DATA_PATH_2 = "./Data/" 
FOLD_PATH = "../../Data/STRING/10fold/fold_3"
MODEL_PATH = "./Data/MNGCL.pt"

# Check if model exists
if not os.path.exists(MODEL_PATH):
    print(f"Warning: Model file '{MODEL_PATH}' not found. Please train the model and save the weights first.")

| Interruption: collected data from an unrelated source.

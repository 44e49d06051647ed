// ==========================================
// D.O.A 退货处置系统 - 送修调度
// ==========================================
// 状态机: WaitingService → AtMitracare → InClearance
// 说明: 两次人工确认操作, 无超时、无自动重试
// ==========================================

use crate::domain::return_record::{ReturnRecord, StageChange};
use crate::domain::types::{ReturnStatus, StorageBucket};
use crate::engine::error::{WorkflowError, WorkflowResult};

pub const ACTION_SEND_TO_SERVICE: &str = "send_to_service";
pub const ACTION_RECEIVE_FROM_SERVICE: &str = "receive_from_service";

#[derive(Debug, Clone, Copy, Default)]
pub struct ServiceDispatch;

impl ServiceDispatch {
    pub fn new() -> Self {
        Self
    }

    /// 送往 Mitracare：仅允许 WaitingService → AtMitracare, 库位不变
    pub fn decide_send(&self, record: &ReturnRecord) -> WorkflowResult<StageChange> {
        Self::ensure_status(record, ReturnStatus::WaitingService, ACTION_SEND_TO_SERVICE)?;

        Ok(StageChange {
            grade: record.grade(),
            status: ReturnStatus::AtMitracare,
            storage: record.storage(),
        })
    }

    /// 从 Mitracare 取回：仅允许 AtMitracare → InClearance, 库位 Clearance
    pub fn decide_receive(&self, record: &ReturnRecord) -> WorkflowResult<StageChange> {
        Self::ensure_status(record, ReturnStatus::AtMitracare, ACTION_RECEIVE_FROM_SERVICE)?;

        Ok(StageChange {
            grade: record.grade(),
            status: ReturnStatus::InClearance,
            storage: StorageBucket::Clearance,
        })
    }

    fn ensure_status(
        record: &ReturnRecord,
        expected: ReturnStatus,
        action: &str,
    ) -> WorkflowResult<()> {
        let current = record.status();
        if current.is_terminal() {
            return Err(WorkflowError::TerminalState {
                id: record.id.clone(),
            });
        }
        if current != expected {
            return Err(WorkflowError::invalid_transition(current, action));
        }
        if record.grade().is_none() {
            return Err(WorkflowError::Ungraded {
                id: record.id.clone(),
            });
        }
        Ok(())
    }
}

  from .autonotebook import tqdm as notebook_tqdm


Using device: cuda


#### Data Loading Functions

In [2]:
def load_kfold_data(fold_path, device):
    """Load train/valid/test split indices and masks for a specific fold."""
    
    # Load Indices
    train_idx = np.loadtxt(f"{fold_path}/train.txt", dtype=int)
    valid_idx = np.loadtxt(f"{fold_path}/valid.txt", dtype=int)
    test_idx = np.loadtxt(f"{fold_path}/test.txt", dtype=int)
    
    # Load Masks
    train_mask = torch.tensor(np.loadtxt(f"{fold_path}/train_mask.txt", dtype=bool), device=device)
    valid_mask = torch.tensor(np.loadtxt(f"{fold_path}/valid_mask.txt", dtype=bool), device=device)
    test_mask = torch.tensor(np.loadtxt(f"{fold_path}/test_mask.txt", dtype=bool), device=device)
    
    # Load Labels
    labels = torch.tensor(np.loadtxt(f"{fold_path}/labels.txt"), dtype=torch.float32, device=device)
    
    print(f"train/valid/test data load completed")
    
    return train_idx, valid_idx, test_idx, train_mask, valid_mask, test_mask, labels

#### Load Data (Features & Graphs)

In [3]:
print("Loading Multi-omics Features...")

try:
    data_x_df = pd.read_csv(DATA_PATH + 'multiomics_features_STRING.tsv', sep='\t', index_col=0)
    data_x_df = data_x_df.dropna()
    scaler = StandardScaler()
    features_scaled = scaler.fit_transform(data_x_df.values)
    data_x = torch.tensor(features_scaled, dtype=torch.float32, device=DEVICE)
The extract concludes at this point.